突然ディーネさんがそう叫ぶと二人はその場から離れその場にはマッスル先生のみが残ることとなった。

私はその声に驚きながらもディーネさんの方に視線を向けるとそのディーネさんの周りには水の塊が出来ており段々とその大きさを増していく。


「生命の源となりし水よ…塊となり、我が敵を包み込めッ!『ウォータープリズン』ッ!」


そう言うとディーネさんの周りにあった水の塊は分裂していきマッスル先生にまとわりついていく。

最初は顔からまとわりついていきそしてから首、身体、最後に足を包み込んだ後もその周りに水の塊はまとわりついて行く。

これではマッスル先生が死んでしまうかと思われたが次の瞬間その状況は一変する。


「…ゥゥゥゥゥゥッマッッッスルッ!」


水の中からくもりながらもそんな声が聞こえるとそれは起こった。

突然水の中にいるマッスル先生がマッスルポーズを決めると共に周りにまとわりついていた水は弾け飛び中から無傷で水すらついていないマッスル先生の姿が見えた。

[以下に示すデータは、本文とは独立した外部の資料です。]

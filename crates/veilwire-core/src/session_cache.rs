//! Per-peer session state.
//!
//! The accept loop records the DH parameters when a connection starts,
//! installs the key material once the handshake completes, and binds a user
//! after application-level login. Entries are removed when the connection
//! closes.
//!
//! The secret exponent is deliberately absent: it lives only inside the
//! handshake state machine and dies with it.

use std::{collections::HashMap, net::SocketAddr};

use num_bigint::BigUint;

use crate::{error::SessionCacheError, transport::SessionKeyMaterial};

/// State cached for one peer.
#[derive(Debug, Clone, PartialEq, Eq)]
pub struct SessionCacheEntry {
    /// DH generator
    pub dhe_base: BigUint,
    /// DH modulus
    pub dhe_modulus: BigUint,
    /// Session key and IV. `None` until the handshake completes
    pub material: Option<SessionKeyMaterial>,
    /// Token issued at login
    pub session_token: Option<String>,
    /// User bound to this connection (after login)
    pub user_id: Option<u64>,
}

impl SessionCacheEntry {
    fn new(dhe_base: BigUint, dhe_modulus: BigUint) -> Self {
        Self { dhe_base, dhe_modulus, material: None, session_token: None, user_id: None }
    }
}

/// Map from peer address to [`SessionCacheEntry`].
#[derive(Debug, Default)]
pub struct SessionCache {
    entries: HashMap<SocketAddr, SessionCacheEntry>,
}

impl SessionCache {
    /// Create an empty cache.
    pub fn new() -> Self {
        Self::default()
    }

    /// Start a fresh entry for `addr` with the handshake parameters.
    ///
    /// Replaces any previous entry for the address, including its key
    /// material. Returns the replaced entry.
    pub fn record_parameters(
        &mut self,
        addr: SocketAddr,
        dhe_base: BigUint,
        dhe_modulus: BigUint,
    ) -> Option<SessionCacheEntry> {
        self.entries.insert(addr, SessionCacheEntry::new(dhe_base, dhe_modulus))
    }

    /// Install the key material derived by the handshake.
    ///
    /// # Errors
    ///
    /// - `UnknownPeer` if no parameters were recorded for `addr`
    pub fn install(
        &mut self,
        addr: SocketAddr,
        material: SessionKeyMaterial,
    ) -> Result<(), SessionCacheError> {
        let entry = self.entries.get_mut(&addr).ok_or(SessionCacheError::UnknownPeer { addr })?;
        entry.material = Some(material);
        Ok(())
    }

    /// Bind a logged-in user to an established session.
    ///
    /// # Errors
    ///
    /// - `UnknownPeer` if no entry exists for `addr`
    /// - `NotEstablished` if the handshake has not completed
    pub fn bind_user(
        &mut self,
        addr: SocketAddr,
        session_token: impl Into<String>,
        user_id: u64,
    ) -> Result<(), SessionCacheError> {
        let entry = self.entries.get_mut(&addr).ok_or(SessionCacheError::UnknownPeer { addr })?;
        if entry.material.is_none() {
            return Err(SessionCacheError::NotEstablished { addr });
        }

        entry.session_token = Some(session_token.into());
        entry.user_id = Some(user_id);
        Ok(())
    }

    /// Entry for `addr`. `None` if the peer is unknown.
    pub fn get(&self, addr: &SocketAddr) -> Option<&SessionCacheEntry> {
        self.entries.get(addr)
    }

    /// Whether `addr` has completed a handshake.
    pub fn is_established(&self, addr: &SocketAddr) -> bool {
        self.entries.get(addr).is_some_and(|entry| entry.material.is_some())
    }

    /// Remove and return the entry for `addr`.
    pub fn remove(&mut self, addr: &SocketAddr) -> Option<SessionCacheEntry> {
        self.entries.remove(addr)
    }

    /// Number of cached peers.
    pub fn len(&self) -> usize {
        self.entries.len()
    }

    /// Whether the cache is empty.
    pub fn is_empty(&self) -> bool {
        self.entries.is_empty()
    }
}

#[cfg(test)]
mod tests {
    use super::*;

    fn addr(port: u16) -> SocketAddr {
        SocketAddr::from(([127, 0, 0, 1], port))
    }

    fn material() -> SessionKeyMaterial {
        SessionKeyMaterial::new([7; 16], [9; 16])
    }

    #[test]
    fn lifecycle() {
        let mut cache = SessionCache::new();
        assert!(cache.is_empty());

        assert!(cache.record_parameters(addr(1), 2u32.into(), 23u32.into()).is_none());
        assert!(!cache.is_established(&addr(1)));
        assert_eq!(cache.len(), 1);

        cache.install(addr(1), material()).unwrap();
        assert!(cache.is_established(&addr(1)));

        cache.bind_user(addr(1), "token-1", 42).unwrap();
        let entry = cache.get(&addr(1)).unwrap();
        assert_eq!(entry.user_id, Some(42));
        assert_eq!(entry.session_token.as_deref(), Some("token-1"));
        assert_eq!(entry.dhe_modulus, BigUint::from(23u32));

        let removed = cache.remove(&addr(1)).unwrap();
        assert_eq!(removed.material, Some(material()));
        assert!(cache.is_empty());
        assert!(!cache.is_established(&addr(1)));
    }

    #[test]
    fn install_requires_recorded_peer() {
        let mut cache = SessionCache::new();
        assert_eq!(
            cache.install(addr(2), material()),
            Err(SessionCacheError::UnknownPeer { addr: addr(2) })
        );
    }

    #[test]
    fn bind_user_requires_established_session() {
        let mut cache = SessionCache::new();
        assert_eq!(
            cache.bind_user(addr(3), "t", 1),
            Err(SessionCacheError::UnknownPeer { addr: addr(3) })
        );

        cache.record_parameters(addr(3), 2u32.into(), 23u32.into());
        assert_eq!(
            cache.bind_user(addr(3), "t", 1),
            Err(SessionCacheError::NotEstablished { addr: addr(3) })
        );
        assert_eq!(cache.get(&addr(3)).unwrap().user_id, None);
    }

    #[test]
    fn record_parameters_replaces_stale_entry() {
        let mut cache = SessionCache::new();
        cache.record_parameters(addr(4), 2u32.into(), 23u32.into());
        cache.install(addr(4), material()).unwrap();

        let previous = cache.record_parameters(addr(4), 5u32.into(), 47u32.into()).unwrap();
        assert!(previous.material.is_some());
        assert!(!cache.is_established(&addr(4)));
        assert_eq!(cache.len(), 1);
    }
}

「ハハハッなかなか良い魔法だったぞディーネさん。だがコウキ君とエアメルさんだったか?もう少し私の行動を制限するようにしとかなければ魔物と戦う際には魔法は不発に終わってしまうぞ?」


そう言うともう一度その場でマッスルポーズを決め微笑みかける。 

というかなんでマッスルポーズをするだけで水が弾け飛んでいくんだ?

何かすごい魔法とか…使っているようには見えないから何かの武術の流派の技を使っているのだろうか?


「さて…レナさんボク達もそろそろ行くよッ!」


そう言い放ち手を引いてきたのは…レイベル殿下だった。

レイベル殿下は片手にロングソードを持ちながら私の手を引く。

私はその手を払い腰につけた訓練用に配布される鉄のナイフを持ちレイベル殿下に追いつく速さで走る。